* [WHAT THIS TASK INVOLVES] Please return every line in the entries below with the word "CoolingPeriodStarted" in it.

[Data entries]
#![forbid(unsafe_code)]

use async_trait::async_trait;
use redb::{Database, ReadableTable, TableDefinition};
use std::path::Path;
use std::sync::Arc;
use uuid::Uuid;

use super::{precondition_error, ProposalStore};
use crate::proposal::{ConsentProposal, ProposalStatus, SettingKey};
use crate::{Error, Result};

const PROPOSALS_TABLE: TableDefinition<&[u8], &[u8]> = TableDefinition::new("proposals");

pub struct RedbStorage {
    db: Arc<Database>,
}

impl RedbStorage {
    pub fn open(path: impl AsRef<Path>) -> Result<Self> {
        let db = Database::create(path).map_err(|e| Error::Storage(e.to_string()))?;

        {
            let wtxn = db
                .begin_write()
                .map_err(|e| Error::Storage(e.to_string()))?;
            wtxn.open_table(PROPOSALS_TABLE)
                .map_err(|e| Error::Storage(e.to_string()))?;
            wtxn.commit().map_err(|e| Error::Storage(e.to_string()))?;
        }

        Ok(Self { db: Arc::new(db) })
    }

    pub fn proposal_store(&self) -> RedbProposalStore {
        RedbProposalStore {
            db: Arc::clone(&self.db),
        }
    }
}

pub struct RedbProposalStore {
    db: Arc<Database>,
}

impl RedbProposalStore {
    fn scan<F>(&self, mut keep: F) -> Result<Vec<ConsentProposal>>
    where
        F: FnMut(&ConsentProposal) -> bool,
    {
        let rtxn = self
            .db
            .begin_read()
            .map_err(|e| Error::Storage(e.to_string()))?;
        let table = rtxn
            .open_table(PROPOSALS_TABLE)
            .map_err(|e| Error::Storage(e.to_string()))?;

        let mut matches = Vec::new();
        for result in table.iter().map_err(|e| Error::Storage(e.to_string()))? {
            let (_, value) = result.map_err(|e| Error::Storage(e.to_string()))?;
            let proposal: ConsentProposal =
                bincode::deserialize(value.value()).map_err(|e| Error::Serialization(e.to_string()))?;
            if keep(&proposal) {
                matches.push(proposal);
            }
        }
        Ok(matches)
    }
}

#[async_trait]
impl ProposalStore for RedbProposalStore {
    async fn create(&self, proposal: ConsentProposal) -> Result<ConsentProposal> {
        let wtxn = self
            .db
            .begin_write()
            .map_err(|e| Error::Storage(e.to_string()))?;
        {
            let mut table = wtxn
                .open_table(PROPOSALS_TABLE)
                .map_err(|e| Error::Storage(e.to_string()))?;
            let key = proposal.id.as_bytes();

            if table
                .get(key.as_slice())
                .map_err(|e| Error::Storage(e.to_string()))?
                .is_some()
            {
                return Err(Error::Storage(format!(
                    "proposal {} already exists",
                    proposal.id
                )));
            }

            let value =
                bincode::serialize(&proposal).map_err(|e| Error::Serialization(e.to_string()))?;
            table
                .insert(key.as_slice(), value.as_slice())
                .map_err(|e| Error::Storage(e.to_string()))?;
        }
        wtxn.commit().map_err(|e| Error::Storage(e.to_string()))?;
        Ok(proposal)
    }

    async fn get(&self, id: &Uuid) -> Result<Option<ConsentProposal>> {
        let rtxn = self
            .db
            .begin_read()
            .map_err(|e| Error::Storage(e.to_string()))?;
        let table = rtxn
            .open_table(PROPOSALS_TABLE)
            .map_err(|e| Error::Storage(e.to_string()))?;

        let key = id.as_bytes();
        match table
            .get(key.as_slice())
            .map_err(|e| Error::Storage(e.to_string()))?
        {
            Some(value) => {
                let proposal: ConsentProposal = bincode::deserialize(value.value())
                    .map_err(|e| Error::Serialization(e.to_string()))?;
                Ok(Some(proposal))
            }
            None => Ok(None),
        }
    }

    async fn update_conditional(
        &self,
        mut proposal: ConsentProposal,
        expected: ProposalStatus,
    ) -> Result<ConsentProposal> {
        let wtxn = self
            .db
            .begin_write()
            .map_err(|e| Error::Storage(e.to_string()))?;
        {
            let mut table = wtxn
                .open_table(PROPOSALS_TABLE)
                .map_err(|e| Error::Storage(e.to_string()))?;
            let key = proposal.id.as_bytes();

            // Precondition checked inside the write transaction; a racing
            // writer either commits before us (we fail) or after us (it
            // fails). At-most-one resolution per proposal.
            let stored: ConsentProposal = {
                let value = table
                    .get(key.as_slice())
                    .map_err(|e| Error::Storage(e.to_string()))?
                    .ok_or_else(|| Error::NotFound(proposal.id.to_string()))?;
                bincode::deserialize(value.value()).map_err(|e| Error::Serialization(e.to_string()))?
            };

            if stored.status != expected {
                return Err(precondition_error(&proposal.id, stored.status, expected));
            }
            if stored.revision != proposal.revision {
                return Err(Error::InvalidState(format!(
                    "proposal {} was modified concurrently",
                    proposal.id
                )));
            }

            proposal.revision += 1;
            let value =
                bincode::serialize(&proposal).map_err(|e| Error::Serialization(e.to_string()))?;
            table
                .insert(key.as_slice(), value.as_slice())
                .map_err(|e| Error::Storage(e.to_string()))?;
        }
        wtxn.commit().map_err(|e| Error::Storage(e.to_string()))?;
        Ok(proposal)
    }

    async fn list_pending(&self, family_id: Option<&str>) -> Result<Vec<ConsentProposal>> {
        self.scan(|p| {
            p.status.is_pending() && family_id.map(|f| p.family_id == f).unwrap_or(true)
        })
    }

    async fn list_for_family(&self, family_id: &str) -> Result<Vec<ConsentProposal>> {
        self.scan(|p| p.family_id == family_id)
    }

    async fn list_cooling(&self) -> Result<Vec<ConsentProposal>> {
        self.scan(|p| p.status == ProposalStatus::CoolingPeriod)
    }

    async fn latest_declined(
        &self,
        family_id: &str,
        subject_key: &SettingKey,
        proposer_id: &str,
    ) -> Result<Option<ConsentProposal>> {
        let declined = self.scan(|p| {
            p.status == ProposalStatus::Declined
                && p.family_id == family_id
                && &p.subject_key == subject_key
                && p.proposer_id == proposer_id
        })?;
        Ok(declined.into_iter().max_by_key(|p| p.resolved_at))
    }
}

...

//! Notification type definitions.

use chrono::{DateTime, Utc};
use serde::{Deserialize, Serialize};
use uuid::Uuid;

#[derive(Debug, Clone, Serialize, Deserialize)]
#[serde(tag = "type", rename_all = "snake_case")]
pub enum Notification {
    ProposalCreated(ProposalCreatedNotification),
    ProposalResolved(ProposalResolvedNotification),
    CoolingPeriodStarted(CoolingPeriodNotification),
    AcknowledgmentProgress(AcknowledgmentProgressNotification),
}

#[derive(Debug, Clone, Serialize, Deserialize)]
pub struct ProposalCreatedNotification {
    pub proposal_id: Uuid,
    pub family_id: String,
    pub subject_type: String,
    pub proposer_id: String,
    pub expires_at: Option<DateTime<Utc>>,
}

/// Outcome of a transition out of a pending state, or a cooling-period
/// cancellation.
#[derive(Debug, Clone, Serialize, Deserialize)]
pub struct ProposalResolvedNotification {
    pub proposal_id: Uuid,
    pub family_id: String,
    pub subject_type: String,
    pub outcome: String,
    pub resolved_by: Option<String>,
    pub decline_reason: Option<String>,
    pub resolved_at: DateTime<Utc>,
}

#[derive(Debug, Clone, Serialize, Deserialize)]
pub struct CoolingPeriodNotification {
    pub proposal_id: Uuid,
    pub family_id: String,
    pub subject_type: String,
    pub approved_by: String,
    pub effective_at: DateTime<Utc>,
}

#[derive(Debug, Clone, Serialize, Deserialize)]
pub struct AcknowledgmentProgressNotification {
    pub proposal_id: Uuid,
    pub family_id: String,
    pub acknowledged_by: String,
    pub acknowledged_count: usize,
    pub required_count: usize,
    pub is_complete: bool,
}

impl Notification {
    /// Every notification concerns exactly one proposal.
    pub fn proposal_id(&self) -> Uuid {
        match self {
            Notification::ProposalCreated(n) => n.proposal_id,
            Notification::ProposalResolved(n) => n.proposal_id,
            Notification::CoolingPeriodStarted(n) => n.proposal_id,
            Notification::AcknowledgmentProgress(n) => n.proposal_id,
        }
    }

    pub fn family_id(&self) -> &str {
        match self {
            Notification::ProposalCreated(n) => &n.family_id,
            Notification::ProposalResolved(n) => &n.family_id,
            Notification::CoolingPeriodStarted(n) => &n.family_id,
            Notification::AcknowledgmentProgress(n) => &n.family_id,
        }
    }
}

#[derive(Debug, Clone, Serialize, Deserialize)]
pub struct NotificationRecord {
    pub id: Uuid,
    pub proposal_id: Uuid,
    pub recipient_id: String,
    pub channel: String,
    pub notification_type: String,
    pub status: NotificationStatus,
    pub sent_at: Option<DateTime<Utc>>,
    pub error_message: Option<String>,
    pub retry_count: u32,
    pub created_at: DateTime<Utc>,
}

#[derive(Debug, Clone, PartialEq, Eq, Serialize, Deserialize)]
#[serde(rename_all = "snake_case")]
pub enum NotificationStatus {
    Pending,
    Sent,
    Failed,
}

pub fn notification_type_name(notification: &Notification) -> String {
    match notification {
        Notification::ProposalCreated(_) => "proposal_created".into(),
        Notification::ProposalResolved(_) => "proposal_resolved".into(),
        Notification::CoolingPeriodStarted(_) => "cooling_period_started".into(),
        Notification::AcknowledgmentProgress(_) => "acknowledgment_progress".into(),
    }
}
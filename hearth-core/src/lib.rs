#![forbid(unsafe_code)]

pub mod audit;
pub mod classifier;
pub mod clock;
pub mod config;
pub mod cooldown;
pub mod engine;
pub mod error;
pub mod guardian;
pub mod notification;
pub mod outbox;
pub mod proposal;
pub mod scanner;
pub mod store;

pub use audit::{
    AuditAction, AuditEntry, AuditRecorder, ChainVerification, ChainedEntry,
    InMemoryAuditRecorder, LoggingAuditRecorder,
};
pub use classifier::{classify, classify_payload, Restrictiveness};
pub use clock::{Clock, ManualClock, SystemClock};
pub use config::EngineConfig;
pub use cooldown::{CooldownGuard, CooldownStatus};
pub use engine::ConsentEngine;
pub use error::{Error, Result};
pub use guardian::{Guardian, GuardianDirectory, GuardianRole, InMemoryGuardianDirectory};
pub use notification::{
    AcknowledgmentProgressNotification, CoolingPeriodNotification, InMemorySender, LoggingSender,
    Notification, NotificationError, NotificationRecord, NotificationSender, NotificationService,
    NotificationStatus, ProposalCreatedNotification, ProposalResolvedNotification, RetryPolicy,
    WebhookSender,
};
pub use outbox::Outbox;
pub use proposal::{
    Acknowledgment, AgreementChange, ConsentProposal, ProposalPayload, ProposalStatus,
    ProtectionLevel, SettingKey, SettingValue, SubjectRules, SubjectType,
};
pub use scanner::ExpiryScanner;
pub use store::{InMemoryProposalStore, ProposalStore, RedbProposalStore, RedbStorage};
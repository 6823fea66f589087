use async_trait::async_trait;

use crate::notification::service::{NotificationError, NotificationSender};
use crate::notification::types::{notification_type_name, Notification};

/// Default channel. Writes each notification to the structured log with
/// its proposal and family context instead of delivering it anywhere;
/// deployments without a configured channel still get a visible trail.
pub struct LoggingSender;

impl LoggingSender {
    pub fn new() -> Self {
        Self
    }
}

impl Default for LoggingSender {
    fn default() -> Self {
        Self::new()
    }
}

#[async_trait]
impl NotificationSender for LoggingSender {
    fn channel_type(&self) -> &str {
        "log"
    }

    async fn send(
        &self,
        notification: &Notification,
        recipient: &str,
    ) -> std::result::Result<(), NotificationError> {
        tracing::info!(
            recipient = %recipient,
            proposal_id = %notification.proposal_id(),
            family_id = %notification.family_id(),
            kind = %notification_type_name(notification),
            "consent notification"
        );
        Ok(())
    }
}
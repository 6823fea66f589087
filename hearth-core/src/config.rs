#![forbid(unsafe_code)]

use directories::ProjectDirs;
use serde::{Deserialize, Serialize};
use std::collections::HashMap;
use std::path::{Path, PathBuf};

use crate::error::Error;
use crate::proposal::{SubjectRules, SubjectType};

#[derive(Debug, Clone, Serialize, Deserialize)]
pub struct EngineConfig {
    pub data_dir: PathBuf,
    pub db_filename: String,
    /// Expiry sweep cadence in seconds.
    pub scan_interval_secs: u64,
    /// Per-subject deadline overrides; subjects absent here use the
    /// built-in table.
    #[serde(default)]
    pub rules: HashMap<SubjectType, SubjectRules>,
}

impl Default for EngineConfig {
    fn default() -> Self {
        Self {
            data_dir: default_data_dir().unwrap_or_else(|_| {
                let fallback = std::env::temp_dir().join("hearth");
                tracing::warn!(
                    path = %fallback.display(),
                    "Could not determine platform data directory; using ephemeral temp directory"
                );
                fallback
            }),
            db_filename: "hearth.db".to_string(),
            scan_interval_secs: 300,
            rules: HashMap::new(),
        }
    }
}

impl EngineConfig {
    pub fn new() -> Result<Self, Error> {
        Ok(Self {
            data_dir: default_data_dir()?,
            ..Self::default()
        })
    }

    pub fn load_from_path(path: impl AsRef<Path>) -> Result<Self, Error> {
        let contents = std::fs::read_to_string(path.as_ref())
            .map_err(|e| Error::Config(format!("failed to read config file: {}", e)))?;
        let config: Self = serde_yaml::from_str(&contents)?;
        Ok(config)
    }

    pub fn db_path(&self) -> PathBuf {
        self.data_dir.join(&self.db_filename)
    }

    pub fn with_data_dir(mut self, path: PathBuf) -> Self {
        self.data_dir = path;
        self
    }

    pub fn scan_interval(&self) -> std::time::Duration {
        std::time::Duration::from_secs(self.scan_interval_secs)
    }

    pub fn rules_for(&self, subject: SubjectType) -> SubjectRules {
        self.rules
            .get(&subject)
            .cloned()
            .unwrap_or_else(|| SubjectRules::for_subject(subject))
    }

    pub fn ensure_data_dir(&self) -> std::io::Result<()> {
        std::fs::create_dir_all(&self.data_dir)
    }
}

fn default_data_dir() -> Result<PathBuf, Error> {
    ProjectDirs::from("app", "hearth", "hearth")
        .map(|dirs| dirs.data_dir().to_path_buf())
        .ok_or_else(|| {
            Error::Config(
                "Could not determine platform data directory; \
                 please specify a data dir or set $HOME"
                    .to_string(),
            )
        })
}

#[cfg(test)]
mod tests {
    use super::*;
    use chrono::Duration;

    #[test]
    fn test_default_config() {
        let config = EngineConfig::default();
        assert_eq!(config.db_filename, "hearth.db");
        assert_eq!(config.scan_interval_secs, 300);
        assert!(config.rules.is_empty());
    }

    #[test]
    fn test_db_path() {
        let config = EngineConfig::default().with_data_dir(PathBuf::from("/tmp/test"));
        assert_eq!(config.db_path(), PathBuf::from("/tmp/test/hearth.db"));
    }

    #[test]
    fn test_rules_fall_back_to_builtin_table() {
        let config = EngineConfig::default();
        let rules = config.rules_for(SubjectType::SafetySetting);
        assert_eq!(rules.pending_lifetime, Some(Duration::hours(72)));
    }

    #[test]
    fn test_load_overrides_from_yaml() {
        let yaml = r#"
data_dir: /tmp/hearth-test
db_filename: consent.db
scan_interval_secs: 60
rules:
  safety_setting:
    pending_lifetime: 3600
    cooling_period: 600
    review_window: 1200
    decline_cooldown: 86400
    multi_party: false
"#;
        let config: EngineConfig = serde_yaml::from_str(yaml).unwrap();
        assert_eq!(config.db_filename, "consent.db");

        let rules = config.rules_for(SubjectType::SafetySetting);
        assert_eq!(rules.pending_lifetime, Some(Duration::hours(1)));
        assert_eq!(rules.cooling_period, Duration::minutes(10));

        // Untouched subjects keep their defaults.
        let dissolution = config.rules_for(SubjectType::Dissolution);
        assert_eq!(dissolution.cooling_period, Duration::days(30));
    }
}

--

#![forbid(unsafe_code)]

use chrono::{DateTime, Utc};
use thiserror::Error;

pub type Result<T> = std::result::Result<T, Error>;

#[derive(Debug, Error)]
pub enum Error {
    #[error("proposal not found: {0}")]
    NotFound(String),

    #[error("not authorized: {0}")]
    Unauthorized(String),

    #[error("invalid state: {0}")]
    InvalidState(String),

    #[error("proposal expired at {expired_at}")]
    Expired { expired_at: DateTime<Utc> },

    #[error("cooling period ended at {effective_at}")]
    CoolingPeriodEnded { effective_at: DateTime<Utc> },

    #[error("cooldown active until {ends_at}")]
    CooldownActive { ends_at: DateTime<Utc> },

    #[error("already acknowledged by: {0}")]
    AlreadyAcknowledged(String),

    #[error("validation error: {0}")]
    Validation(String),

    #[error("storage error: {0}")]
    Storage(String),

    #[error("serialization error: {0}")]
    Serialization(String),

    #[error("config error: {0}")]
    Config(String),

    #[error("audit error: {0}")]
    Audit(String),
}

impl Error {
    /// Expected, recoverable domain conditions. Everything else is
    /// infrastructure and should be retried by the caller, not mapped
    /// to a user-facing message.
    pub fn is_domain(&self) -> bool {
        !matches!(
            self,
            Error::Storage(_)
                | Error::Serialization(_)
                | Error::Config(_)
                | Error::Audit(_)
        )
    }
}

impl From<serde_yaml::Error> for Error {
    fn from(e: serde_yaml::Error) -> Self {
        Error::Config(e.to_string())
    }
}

* [ANSWER TO THIS PROBLEM]
    CoolingPeriodStarted(CoolingPeriodNotification),
            Notification::CoolingPeriodStarted(n) => n.proposal_id,
            Notification::CoolingPeriodStarted(n) => &n.family_id,
        Notification::CoolingPeriodStarted(_) => "cooling_period_started".into(),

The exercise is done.